*The task*
The answer is the line that contains "let price = if" followed by every later line of the entries below, each repeated exactly, and nothing else.

[Records from a data source]
=-=-=-=-=

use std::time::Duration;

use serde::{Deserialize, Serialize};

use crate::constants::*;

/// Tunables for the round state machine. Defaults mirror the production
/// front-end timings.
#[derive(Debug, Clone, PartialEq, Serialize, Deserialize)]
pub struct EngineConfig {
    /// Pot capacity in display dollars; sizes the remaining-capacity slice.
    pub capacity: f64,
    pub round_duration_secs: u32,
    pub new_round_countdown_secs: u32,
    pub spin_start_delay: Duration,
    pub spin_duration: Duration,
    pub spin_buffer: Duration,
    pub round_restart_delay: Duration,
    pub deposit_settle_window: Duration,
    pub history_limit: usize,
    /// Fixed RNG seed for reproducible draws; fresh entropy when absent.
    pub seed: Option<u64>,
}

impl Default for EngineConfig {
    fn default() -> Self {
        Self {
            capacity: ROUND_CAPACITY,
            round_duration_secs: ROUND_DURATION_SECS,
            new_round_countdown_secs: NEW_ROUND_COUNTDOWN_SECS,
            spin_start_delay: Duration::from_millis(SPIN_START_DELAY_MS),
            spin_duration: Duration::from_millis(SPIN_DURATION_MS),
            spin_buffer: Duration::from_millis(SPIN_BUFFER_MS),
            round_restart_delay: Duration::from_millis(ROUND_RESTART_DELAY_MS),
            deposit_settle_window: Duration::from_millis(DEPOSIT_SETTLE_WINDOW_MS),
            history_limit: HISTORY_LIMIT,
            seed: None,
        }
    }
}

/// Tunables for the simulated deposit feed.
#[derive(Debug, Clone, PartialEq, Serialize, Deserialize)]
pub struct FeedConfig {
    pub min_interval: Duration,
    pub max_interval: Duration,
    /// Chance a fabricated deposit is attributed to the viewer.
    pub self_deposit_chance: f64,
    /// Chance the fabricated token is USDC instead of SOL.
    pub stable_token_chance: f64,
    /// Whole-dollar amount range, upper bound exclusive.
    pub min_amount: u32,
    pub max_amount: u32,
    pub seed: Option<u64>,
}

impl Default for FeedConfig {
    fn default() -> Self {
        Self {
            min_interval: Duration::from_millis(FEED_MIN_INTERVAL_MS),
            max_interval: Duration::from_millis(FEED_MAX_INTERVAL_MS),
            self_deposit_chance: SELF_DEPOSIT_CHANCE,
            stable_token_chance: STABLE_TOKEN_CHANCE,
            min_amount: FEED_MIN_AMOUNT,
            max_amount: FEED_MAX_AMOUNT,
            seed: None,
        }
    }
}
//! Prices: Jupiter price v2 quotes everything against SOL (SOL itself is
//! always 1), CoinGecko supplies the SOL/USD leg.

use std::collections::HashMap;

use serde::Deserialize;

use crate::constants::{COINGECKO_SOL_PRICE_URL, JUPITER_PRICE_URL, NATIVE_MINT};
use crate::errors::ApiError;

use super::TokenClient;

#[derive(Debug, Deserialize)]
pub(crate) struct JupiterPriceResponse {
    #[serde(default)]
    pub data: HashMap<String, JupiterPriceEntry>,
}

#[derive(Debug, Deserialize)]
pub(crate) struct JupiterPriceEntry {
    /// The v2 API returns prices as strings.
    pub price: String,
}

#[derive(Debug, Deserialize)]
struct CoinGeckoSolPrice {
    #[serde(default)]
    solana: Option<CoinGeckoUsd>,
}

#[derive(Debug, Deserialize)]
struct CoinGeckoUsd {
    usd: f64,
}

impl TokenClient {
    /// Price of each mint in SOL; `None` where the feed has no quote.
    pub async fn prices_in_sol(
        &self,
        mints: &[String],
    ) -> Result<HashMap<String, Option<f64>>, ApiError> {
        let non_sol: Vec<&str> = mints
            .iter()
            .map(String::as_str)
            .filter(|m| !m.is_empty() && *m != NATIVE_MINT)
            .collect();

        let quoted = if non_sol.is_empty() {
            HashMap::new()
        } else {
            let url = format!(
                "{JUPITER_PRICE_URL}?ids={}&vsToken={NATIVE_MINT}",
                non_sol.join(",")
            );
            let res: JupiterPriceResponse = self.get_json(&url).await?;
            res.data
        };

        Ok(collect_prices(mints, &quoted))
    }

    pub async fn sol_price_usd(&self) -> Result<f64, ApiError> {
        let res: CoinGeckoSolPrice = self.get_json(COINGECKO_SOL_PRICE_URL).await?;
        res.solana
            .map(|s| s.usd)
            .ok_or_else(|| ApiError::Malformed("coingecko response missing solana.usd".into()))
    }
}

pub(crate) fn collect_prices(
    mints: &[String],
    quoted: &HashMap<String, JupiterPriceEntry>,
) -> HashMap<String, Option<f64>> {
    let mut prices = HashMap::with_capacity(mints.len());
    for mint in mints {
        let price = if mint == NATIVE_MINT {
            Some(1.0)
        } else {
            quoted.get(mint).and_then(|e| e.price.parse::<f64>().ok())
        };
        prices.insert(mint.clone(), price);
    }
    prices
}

=-=-=-=-=

*Solution to this task*
        let price = if mint == NATIVE_MINT {
            Some(1.0)
        } else {
            quoted.get(mint).and_then(|e| e.price.parse::<f64>().ok())
        };
        prices.insert(mint.clone(), price);
    }
    prices
}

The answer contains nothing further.